Please note that Brevy just went online this year, and we would still consider it in "beta" status. It's likely the site will remain without a large number of summaries for a bit and some of its functionality might change until we gain traction. Help us out to help us grow more quickly!
How It Works
Like Wikipedia, anyone can edit Brevy. Here, however, users submit short, easy to understand summaries of academic research through an easy-to-use form. No coding knowledge is needed, and Brevy automatically sets up a page that makes getting the gist of the research quick and painless. We encourage authors to add summaries of their own works but are happy to accept summaries from anyone who feels they can contribute. Users have the choice of adding a regular "Basic" summary aimed at a general public audience or an "Expert" version which can be longer and more complex aimed for academic use.
Since neither facts nor ideas can be copyrighted, we are able to share summaries in this manner. In order to keep the work here open, all user edits to Brevy are understood as licensed under the Creative Commons License (CC BY-SA 4.0) allowing them to be shared and re-used.
Who is Brevy For?
Brevy provides a quick, plain-language view of any research that has been added to our database as well as a host of other tools such as download links, discussion pages, research ratings, and a community space to gather and organize content.

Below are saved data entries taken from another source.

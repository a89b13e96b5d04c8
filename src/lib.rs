// Public API for integration tests and potential library usage

pub mod api;
pub mod auth;
pub mod config;
pub mod game;
pub mod pokeapi;
pub mod ranking;
pub mod session;
pub mod state;
pub mod supabase;
pub mod token;
pub mod types;
pub mod view;
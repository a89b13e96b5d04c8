use serde::{Deserialize, Serialize};
use std::collections::BTreeSet;

/// Opaque ID types for type safety
pub type PokemonId = u32;
pub type UserId = String;

/// Schema tag embedded in every game token. Tokens carrying any other value are rejected.
pub const GAME_STATE_VERSION: u32 = 1;

/// Wrong guesses allowed before the game is lost
pub const MAX_ATTEMPTS: u32 = 6;

/// Placeholder shown for letters that have not been guessed yet
pub const MASK_CHAR: char = '_';

#[derive(Debug, Clone, Copy, Serialize, Deserialize, PartialEq, Eq)]
#[serde(rename_all = "snake_case")]
pub enum GameStatus {
    InProgress,
    Won,
    Lost,
}

/// The secret answer. Only ever leaves the server inside an encrypted token,
/// or in a reveal block once the game is over.
#[derive(Debug, Clone, Serialize, Deserialize, PartialEq, Eq)]
#[serde(rename_all = "camelCase")]
pub struct Pokemon {
    pub id: PokemonId,
    /// Lowercase name, e.g. "ho-oh" or "mr-mime"
    pub name: String,
    pub types: Vec<String>,
    /// Official artwork, shown in the reveal block
    pub image_url: String,
    /// Blacked-out sprite (data URL) or the raw sprite URL when recoloring failed
    pub sprite_url: String,
    pub cry_url: String,
}

/// Full truth of one game. Lives only inside the encrypted token.
#[derive(Debug, Clone, Serialize, Deserialize, PartialEq, Eq)]
#[serde(rename_all = "camelCase")]
pub struct GameState {
    #[serde(rename = "v")]
    pub version: u32,
    pub pokemon: Pokemon,
    pub max_attempts: u32,
    pub wrong_guesses: u32,
    pub guessed_letters: BTreeSet<char>,
    /// Unix millis, informational only
    pub created_at: i64,
}

/// Reveal block, present only once the game is over
#[derive(Debug, Clone, Serialize, Deserialize, PartialEq, Eq)]
#[serde(rename_all = "camelCase")]
pub struct RevealView {
    pub name: String,
    pub image_url: String,
}

/// Client-safe projection of a [`GameState`]
#[derive(Debug, Clone, Serialize, Deserialize, PartialEq, Eq)]
#[serde(rename_all = "camelCase")]
pub struct GameView {
    pub game_token: String,
    pub status: GameStatus,
    pub max_attempts: u32,
    pub remaining_attempts: u32,
    pub name_length: usize,
    pub masked_word: String,
    pub correct_letters: Vec<char>,
    pub wrong_letters: Vec<char>,
    pub types: Vec<String>,
    pub sprite_url: String,
    pub cry_url: String,
    #[serde(skip_serializing_if = "Option::is_none", default)]
    pub reveal: Option<RevealView>,
}

// ========== Generations ==========

/// A named inclusive range of Pokédex ids
#[derive(Debug, Clone, Copy, Serialize, PartialEq, Eq)]
pub struct Generation {
    pub label: &'static str,
    pub min: PokemonId,
    pub max: PokemonId,
}

/// Selectable id ranges. The first entry spans every generation and is the fallback.
pub static GENERATIONS: [Generation; 10] = [
    Generation {
        label: "All generations",
        min: 1,
        max: 1025,
    },
    Generation {
        label: "Generation 1 (Kanto)",
        min: 1,
        max: 151,
    },
    Generation {
        label: "Generation 2 (Johto)",
        min: 152,
        max: 251,
    },
    Generation {
        label: "Generation 3 (Hoenn)",
        min: 252,
        max: 386,
    },
    Generation {
        label: "Generation 4 (Sinnoh)",
        min: 387,
        max: 493,
    },
    Generation {
        label: "Generation 5 (Unova)",
        min: 494,
        max: 649,
    },
    Generation {
        label: "Generation 6 (Kalos)",
        min: 650,
        max: 721,
    },
    Generation {
        label: "Generation 7 (Alola)",
        min: 722,
        max: 809,
    },
    Generation {
        label: "Generation 8 (Galar)",
        min: 810,
        max: 905,
    },
    Generation {
        label: "Generation 9 (Paldea)",
        min: 906,
        max: 1025,
    },
];

/// Resolve a client-supplied generation index.
///
/// Fractional values are truncated toward zero. Missing, non-finite, negative
/// or out-of-range values fall back to index 0.
pub fn select_generation(index: Option<f64>) -> (usize, &'static Generation) {
    let idx = index
        .filter(|i| i.is_finite())
        .map(f64::trunc)
        .filter(|i| *i >= 0.0 && *i < GENERATIONS.len() as f64)
        .map(|i| i as usize)
        .unwrap_or(0);
    (idx, &GENERATIONS[idx])
}

// ========== Ranking ==========

/// Stored win record for one user
#[derive(Debug, Clone, Default, Serialize, Deserialize, PartialEq, Eq)]
pub struct RankingEntry {
    pub user_id: UserId,
    pub total_wins: u32,
    pub best_streak: u32,
}

/// Profile columns kept by the external user table
#[derive(Debug, Clone, Default, Serialize, Deserialize, PartialEq, Eq)]
pub struct UserProfile {
    pub id: UserId,
    pub username: Option<String>,
    pub full_name: Option<String>,
    pub avatar_url: Option<String>,
    pub created_at: Option<String>,
}

/// Caller identity resolved from a bearer token
#[derive(Debug, Clone, PartialEq, Eq)]
pub struct AuthUser {
    pub id: UserId,
    pub email: Option<String>,
    /// Forwarded to the store so row-level security applies to the caller
    pub access_token: String,
    pub full_name: Option<String>,
    pub avatar_url: Option<String>,
}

These summaries are intentionally kept short and organized for scannability to allow one to decide whether to pursue the paper itself further rather than having to read the whole article. The summaries are open for all and can be used as a bridge to learn more about topics of interest, find research for relevant stakeholders, share and discuss works of significance, or however else you may find it helpful!
Researchers & Professors
For researchers and professors, Brevy provides an easy and quick way to bridge your work to the public and create further impact-- increasing its visibility and ability to be found online, fostering understanding, and creating a means to easily share its key ideas with others. The summaries may also provide an easier entrance to understanding for those working outside of their core field (each summary allows for an "expert" version targeted in such a way also) or a way of determining whether to pursue a paper further in the case of not having a journal subscription. It also offers a nice class platform for assigning student reading of literature while contributing to a meaningful framework and open access.

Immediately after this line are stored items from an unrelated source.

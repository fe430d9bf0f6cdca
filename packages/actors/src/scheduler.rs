//! Reset scheduler: asks the walk-in actor to roll over once per operating day.

use std::time::Duration;

use ractor::{Actor, ActorProcessingErr, ActorRef};
use tokio::time::MissedTickBehavior;

use crate::handle::WalkInHandle;
use crate::messages::SchedulerMessage;

/// Scheduler arguments.
pub struct SchedulerArgs {
    pub walk_in: WalkInHandle,
    pub interval: Duration,
}

/// State for the scheduler actor.
pub struct SchedulerState {
    walk_in: WalkInHandle,
}

impl SchedulerState {
    async fn check(&self) {
        match self.walk_in.roll_over().await {
            Ok(Some(removed)) => {
                tracing::info!("Daily reset removed {} entries", removed);
            }
            Ok(None) => {}
            Err(e) => tracing::warn!("Daily reset failed, retrying next tick: {}", e),
        }
    }
}

/// Actor that triggers the end-of-day clear.
///
/// The clear itself runs inside the walk-in actor, which also rolls the day
/// over on its own when a mutation arrives before the next tick.
pub struct ResetScheduler;

impl Actor for ResetScheduler {
    type Msg = SchedulerMessage;
    type State = SchedulerState;
    type Arguments = SchedulerArgs;

    async fn pre_start(
        &self,
        myself: ActorRef<Self::Msg>,
        args: Self::Arguments,
    ) -> Result<Self::State, ActorProcessingErr> {
        tracing::info!(
            "Starting reset scheduler, checking every {}s",
            args.interval.as_secs()
        );

        // Start periodic tick; ends once the scheduler stops accepting messages.
        let myself_clone = myself.clone();
        let period = args.interval;
        tokio::spawn(async move {
            let mut interval = tokio::time::interval(period);
            interval.set_missed_tick_behavior(MissedTickBehavior::Delay);
            loop {
                interval.tick().await;
                if myself_clone.send_message(SchedulerMessage::Tick).is_err() {
                    break;
                }
            }
        });

        Ok(SchedulerState {
            walk_in: args.walk_in,
        })
    }

    async fn handle(
        &self,
        myself: ActorRef<Self::Msg>,
        message: Self::Msg,
        state: &mut Self::State,
    ) -> Result<(), ActorProcessingErr> {
        match message {
            SchedulerMessage::Tick => state.check().await,

            SchedulerMessage::LastResetDay { reply } => {
                // Answered after any tick queued before it.
                let day = state.walk_in.operating_day().await.ok().flatten();
                let _ = reply.send(day);
            }

            SchedulerMessage::Shutdown => {
                tracing::info!("Shutting down reset scheduler");
                myself.stop(None);
            }
        }

        Ok(())
    }
}
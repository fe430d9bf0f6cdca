//! Token number issuance.

use walkin_core::TokenNo;

/// Issues token numbers for the current operating day.
///
/// Owned by the walk-in actor, so every call runs inside its mailbox and no
/// two callers can observe the same counter value. The counter is seeded from
/// the store's high-water mark and is unsynced until then; an unsynced
/// sequencer issues nothing.
#[derive(Debug, Default)]
pub struct TokenSequencer {
    last_issued: Option<u64>,
}

impl TokenSequencer {
    /// A sequencer that must be seeded before issuing.
    pub fn unsynced() -> Self {
        Self { last_issued: None }
    }

    pub fn is_synced(&self) -> bool {
        self.last_issued.is_some()
    }

    /// Resume after the highest token found in the store.
    pub fn seed(&mut self, high_water_mark: u64) {
        self.last_issued = Some(high_water_mark);
    }

    /// Next token, strictly greater than every token issued since the last reset.
    pub fn next(&mut self) -> Option<TokenNo> {
        let next = self.last_issued?.checked_add(1)?;
        self.last_issued = Some(next);
        Some(TokenNo(next))
    }

    /// Forget the counter; the next issue must reseed from the store.
    pub fn invalidate(&mut self) {
        self.last_issued = None;
    }

    /// Start the next operating day at token 1.
    pub fn reset(&mut self) {
        self.last_issued = Some(0);
    }

    /// Last token handed out, 0 right after a reset.
    pub fn last_issued(&self) -> Option<u64> {
        self.last_issued
    }
}

#[cfg(test)]
mod tests {
    use super::*;

    fn seeded(high_water_mark: u64) -> TokenSequencer {
        let mut seq = TokenSequencer::unsynced();
        seq.seed(high_water_mark);
        seq
    }

    #[test]
    fn issues_increasing_tokens_from_seed() {
        let mut seq = seeded(0);
        assert_eq!(seq.next(), Some(TokenNo(1)));
        assert_eq!(seq.next(), Some(TokenNo(2)));

        let mut resumed = seeded(41);
        assert_eq!(resumed.next(), Some(TokenNo(42)));
    }

    #[test]
    fn unsynced_issues_nothing_until_seeded() {
        let mut seq = TokenSequencer::unsynced();
        assert_eq!(seq.next(), None);
        seq.seed(7);
        assert_eq!(seq.next(), Some(TokenNo(8)));
    }

    #[test]
    fn reset_restarts_at_one() {
        let mut seq = seeded(17);
        seq.reset();
        assert_eq!(seq.last_issued(), Some(0));
        assert_eq!(seq.next(), Some(TokenNo(1)));
    }

    #[test]
    fn invalidate_requires_reseed() {
        let mut seq = seeded(3);
        seq.invalidate();
        assert!(!seq.is_synced());
        assert_eq!(seq.next(), None);
    }
}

Students, especially graduate students, will likely find the plain-language summaries offered on Brevy as a useful guide to understanding as they begin in reading the full works required of them in their studies. Moreover, Brevy offers a useful means of keeping notes (in the form of summaries) as students study for exams. Students may also use the community hub to organize or curate summary content by topic and the talk pages for further discussion.
High school teachers and other educators may find the plain-language summaries offered on Brevy as a means to begin exposure to real works of research at an earlier age. It may also provide a convenient means of learning about new studies in their field.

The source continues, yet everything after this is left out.